→ **PROBLEM TO SOLVE**:
Give again, word for word, each line below starting at the one that contains "impl FromStr for" and ending at the one that contains "search hits whose".

[Extracted records]
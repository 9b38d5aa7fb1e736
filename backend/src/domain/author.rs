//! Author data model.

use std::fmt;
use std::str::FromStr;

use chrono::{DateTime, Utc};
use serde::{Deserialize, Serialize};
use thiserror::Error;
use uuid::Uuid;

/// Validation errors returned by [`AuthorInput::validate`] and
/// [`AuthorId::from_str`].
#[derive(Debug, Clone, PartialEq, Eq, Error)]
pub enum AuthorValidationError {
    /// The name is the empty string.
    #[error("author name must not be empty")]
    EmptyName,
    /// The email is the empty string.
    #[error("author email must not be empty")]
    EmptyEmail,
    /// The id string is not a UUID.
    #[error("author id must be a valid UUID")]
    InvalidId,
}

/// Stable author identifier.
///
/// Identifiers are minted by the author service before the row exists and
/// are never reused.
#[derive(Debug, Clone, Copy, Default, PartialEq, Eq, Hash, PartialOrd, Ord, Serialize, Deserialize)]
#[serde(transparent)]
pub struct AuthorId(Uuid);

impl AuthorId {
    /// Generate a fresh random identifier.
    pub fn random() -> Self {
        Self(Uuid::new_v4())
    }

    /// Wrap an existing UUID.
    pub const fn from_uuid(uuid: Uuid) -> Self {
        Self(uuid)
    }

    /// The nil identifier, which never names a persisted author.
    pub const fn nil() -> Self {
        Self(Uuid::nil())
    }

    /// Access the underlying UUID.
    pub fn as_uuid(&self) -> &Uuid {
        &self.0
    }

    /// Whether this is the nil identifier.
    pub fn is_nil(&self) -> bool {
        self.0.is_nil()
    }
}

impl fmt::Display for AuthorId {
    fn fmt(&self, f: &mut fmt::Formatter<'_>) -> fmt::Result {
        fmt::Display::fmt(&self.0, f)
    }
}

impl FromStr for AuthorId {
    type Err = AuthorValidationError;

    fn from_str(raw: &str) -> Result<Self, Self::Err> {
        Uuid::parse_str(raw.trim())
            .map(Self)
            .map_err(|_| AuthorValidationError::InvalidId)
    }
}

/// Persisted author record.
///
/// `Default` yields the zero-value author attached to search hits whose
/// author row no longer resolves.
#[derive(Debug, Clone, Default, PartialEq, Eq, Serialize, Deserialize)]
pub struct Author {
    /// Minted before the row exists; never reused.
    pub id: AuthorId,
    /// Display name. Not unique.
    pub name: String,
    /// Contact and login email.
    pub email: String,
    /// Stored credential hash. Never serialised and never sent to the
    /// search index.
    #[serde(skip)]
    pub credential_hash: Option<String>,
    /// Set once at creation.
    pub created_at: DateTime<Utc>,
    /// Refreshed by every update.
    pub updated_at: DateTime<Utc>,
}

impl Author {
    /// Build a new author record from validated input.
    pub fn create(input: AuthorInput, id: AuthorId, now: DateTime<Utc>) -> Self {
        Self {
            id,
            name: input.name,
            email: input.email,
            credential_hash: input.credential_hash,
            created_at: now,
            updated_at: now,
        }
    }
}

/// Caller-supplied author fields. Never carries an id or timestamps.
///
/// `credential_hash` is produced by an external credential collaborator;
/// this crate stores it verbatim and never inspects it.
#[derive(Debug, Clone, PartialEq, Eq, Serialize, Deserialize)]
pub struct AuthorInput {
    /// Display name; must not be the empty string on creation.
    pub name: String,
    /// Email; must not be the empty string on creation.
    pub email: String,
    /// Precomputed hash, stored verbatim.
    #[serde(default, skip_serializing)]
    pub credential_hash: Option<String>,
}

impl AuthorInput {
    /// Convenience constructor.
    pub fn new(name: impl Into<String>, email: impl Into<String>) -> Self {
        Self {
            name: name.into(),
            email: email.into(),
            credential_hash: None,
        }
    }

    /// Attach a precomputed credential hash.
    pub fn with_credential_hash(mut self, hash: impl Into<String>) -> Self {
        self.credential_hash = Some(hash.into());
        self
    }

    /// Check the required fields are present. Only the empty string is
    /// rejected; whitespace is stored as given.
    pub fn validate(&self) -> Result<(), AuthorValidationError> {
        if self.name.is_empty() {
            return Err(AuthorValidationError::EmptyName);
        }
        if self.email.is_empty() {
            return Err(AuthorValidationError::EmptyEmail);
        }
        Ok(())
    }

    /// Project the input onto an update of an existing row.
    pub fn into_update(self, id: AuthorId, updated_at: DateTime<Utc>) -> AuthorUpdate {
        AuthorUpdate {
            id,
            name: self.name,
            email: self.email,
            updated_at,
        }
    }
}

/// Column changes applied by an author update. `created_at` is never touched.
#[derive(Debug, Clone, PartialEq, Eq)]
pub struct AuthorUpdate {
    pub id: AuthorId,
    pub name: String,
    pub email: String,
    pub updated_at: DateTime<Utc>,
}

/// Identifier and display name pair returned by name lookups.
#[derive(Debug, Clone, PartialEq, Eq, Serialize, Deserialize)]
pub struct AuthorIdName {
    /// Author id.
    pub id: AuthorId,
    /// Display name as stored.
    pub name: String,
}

→ **SOLUTION TO THIS EXERCISE**:
impl FromStr for AuthorId {
    type Err = AuthorValidationError;

    fn from_str(raw: &str) -> Result<Self, Self::Err> {
        Uuid::parse_str(raw.trim())
            .map(Self)
            .map_err(|_| AuthorValidationError::InvalidId)
    }
}

/// Persisted author record.
///
/// `Default` yields the zero-value author attached to search hits whose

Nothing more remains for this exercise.